BEGIN Records provided
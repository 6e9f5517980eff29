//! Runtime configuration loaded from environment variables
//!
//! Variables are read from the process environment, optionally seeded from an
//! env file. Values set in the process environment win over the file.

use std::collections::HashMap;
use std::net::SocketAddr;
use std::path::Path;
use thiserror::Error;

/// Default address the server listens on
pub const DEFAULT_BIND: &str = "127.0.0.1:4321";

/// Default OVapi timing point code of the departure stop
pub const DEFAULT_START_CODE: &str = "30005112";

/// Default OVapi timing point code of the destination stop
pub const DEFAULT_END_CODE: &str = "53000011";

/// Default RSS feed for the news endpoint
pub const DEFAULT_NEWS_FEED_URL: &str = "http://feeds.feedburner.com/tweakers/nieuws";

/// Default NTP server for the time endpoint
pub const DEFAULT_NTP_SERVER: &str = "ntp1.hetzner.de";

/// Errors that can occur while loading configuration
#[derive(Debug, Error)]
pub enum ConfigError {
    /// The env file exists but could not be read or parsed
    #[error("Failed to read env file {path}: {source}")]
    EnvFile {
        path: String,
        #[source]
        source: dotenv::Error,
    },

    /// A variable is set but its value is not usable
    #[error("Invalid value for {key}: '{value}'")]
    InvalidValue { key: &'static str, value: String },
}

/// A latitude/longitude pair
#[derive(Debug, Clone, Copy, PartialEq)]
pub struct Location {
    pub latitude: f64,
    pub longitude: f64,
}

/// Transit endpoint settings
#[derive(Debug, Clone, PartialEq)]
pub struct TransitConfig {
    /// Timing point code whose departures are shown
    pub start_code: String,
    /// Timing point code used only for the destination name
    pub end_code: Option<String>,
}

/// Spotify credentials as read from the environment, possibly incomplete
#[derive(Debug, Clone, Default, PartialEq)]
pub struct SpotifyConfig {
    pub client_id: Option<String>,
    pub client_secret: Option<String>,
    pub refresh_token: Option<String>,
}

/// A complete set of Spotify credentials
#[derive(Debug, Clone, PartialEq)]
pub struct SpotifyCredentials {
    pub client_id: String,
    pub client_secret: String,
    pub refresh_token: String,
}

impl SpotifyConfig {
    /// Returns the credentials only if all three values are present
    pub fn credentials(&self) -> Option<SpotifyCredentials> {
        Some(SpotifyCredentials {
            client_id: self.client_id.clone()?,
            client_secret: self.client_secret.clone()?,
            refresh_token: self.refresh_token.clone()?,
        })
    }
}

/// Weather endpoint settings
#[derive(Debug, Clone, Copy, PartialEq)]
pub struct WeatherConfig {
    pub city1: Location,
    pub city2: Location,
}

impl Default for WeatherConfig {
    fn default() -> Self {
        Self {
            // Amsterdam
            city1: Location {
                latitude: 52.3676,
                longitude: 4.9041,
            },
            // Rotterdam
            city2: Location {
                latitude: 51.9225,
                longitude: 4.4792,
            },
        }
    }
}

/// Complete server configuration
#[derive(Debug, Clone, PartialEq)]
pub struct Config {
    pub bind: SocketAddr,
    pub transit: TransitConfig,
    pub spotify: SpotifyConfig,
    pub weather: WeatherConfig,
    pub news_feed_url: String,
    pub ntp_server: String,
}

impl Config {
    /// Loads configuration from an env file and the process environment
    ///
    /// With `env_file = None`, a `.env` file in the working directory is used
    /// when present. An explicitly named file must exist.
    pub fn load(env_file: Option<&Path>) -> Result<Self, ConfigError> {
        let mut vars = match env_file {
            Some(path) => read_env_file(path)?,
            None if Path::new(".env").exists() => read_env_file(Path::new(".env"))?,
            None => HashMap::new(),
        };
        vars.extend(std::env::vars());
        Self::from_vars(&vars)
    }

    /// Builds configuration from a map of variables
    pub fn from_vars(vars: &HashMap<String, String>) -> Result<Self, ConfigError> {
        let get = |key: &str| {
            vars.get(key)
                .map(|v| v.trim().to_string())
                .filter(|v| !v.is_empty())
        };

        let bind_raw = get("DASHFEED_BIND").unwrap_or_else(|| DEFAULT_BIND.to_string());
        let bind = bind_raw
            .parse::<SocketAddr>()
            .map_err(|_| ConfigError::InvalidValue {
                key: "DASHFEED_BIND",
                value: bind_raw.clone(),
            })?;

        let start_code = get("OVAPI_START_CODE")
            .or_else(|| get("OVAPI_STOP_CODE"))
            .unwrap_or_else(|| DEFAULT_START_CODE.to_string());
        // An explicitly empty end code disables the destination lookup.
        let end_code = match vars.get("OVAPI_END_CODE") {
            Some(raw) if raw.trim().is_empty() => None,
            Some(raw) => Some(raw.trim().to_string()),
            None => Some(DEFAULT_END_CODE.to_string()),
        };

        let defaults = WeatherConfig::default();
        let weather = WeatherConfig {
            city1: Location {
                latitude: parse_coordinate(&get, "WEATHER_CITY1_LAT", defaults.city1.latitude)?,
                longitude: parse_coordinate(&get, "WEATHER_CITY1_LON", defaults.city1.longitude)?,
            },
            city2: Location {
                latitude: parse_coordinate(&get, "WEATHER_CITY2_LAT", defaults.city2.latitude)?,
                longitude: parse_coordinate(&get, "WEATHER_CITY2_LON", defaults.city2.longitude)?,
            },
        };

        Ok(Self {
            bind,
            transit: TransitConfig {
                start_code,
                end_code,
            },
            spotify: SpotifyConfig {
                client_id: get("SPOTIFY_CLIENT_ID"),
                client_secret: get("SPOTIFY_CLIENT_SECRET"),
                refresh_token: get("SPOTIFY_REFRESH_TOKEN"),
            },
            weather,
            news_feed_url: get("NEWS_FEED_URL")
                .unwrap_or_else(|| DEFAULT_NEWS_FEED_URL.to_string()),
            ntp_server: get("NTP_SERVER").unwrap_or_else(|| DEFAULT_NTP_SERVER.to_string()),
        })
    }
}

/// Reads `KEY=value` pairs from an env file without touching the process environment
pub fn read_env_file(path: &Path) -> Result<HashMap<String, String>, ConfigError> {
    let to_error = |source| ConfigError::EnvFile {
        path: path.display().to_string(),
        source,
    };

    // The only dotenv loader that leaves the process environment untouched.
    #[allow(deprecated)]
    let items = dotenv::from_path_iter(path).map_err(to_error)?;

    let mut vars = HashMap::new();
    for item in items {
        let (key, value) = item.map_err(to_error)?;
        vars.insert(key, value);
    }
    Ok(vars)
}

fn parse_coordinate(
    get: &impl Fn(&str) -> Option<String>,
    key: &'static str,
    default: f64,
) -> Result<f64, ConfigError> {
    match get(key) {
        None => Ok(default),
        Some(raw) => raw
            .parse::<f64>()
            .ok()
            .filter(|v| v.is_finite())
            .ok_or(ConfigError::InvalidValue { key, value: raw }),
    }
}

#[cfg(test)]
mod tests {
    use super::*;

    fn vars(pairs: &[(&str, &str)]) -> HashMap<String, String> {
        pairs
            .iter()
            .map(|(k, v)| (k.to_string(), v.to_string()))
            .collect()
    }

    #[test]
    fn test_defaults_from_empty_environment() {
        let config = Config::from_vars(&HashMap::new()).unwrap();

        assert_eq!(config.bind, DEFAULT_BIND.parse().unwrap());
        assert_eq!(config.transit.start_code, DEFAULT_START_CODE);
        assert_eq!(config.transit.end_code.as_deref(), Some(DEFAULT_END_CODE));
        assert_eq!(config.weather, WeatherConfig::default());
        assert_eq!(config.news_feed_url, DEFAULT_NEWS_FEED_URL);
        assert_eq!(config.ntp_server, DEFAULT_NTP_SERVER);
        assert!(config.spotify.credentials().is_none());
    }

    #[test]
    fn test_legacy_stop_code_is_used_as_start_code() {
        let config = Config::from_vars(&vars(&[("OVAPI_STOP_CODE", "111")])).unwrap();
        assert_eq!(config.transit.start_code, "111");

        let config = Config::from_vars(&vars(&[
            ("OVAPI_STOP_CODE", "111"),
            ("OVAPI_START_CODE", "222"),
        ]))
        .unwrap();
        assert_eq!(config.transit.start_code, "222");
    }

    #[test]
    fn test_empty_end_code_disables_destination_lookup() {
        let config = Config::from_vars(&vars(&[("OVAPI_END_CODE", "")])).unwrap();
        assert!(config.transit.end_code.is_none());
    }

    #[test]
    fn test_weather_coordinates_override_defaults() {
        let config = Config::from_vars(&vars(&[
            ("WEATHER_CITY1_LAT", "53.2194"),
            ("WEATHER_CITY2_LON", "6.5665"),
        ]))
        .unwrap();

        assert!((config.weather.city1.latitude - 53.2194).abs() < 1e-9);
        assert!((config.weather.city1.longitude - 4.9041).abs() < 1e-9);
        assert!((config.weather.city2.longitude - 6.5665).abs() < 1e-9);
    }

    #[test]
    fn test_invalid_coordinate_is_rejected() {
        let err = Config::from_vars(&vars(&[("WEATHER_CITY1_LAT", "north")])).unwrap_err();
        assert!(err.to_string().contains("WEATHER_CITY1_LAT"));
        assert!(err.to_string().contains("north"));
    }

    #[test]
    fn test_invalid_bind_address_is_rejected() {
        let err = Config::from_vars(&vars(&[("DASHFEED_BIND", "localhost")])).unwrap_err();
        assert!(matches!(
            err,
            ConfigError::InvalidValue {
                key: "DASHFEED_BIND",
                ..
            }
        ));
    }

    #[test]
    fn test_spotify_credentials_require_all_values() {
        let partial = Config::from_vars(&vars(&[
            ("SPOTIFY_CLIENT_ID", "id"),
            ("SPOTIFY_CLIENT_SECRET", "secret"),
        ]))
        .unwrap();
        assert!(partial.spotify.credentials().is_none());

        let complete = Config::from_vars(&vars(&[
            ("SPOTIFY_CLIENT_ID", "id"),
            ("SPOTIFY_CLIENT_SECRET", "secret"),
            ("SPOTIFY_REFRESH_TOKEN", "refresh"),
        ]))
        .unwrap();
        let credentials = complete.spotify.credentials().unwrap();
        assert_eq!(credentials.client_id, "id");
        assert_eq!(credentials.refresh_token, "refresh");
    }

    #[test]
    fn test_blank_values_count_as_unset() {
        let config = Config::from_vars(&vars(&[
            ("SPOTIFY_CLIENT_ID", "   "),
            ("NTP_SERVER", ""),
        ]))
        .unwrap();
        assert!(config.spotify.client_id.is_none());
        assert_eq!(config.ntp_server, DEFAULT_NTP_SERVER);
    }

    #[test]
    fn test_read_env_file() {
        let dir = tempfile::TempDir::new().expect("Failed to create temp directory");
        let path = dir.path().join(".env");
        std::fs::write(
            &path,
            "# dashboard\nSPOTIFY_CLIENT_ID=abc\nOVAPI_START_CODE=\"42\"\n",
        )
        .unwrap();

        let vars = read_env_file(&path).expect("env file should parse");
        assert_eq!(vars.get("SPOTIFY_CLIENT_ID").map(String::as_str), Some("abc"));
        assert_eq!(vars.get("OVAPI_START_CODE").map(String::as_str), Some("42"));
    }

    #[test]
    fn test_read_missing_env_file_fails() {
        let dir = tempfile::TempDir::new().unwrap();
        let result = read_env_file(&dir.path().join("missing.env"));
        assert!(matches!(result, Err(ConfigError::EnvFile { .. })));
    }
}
END Records provided
Of the entries above, transcribe exactly those lines that fall between the line containing "and the process environment" and the line containing "file must exist.", together with those two lines.

    /// Loads configuration from an env file and the process environment
    ///
    /// With `env_file = None`, a `.env` file in the working directory is used
    /// when present. An explicitly named file must exist.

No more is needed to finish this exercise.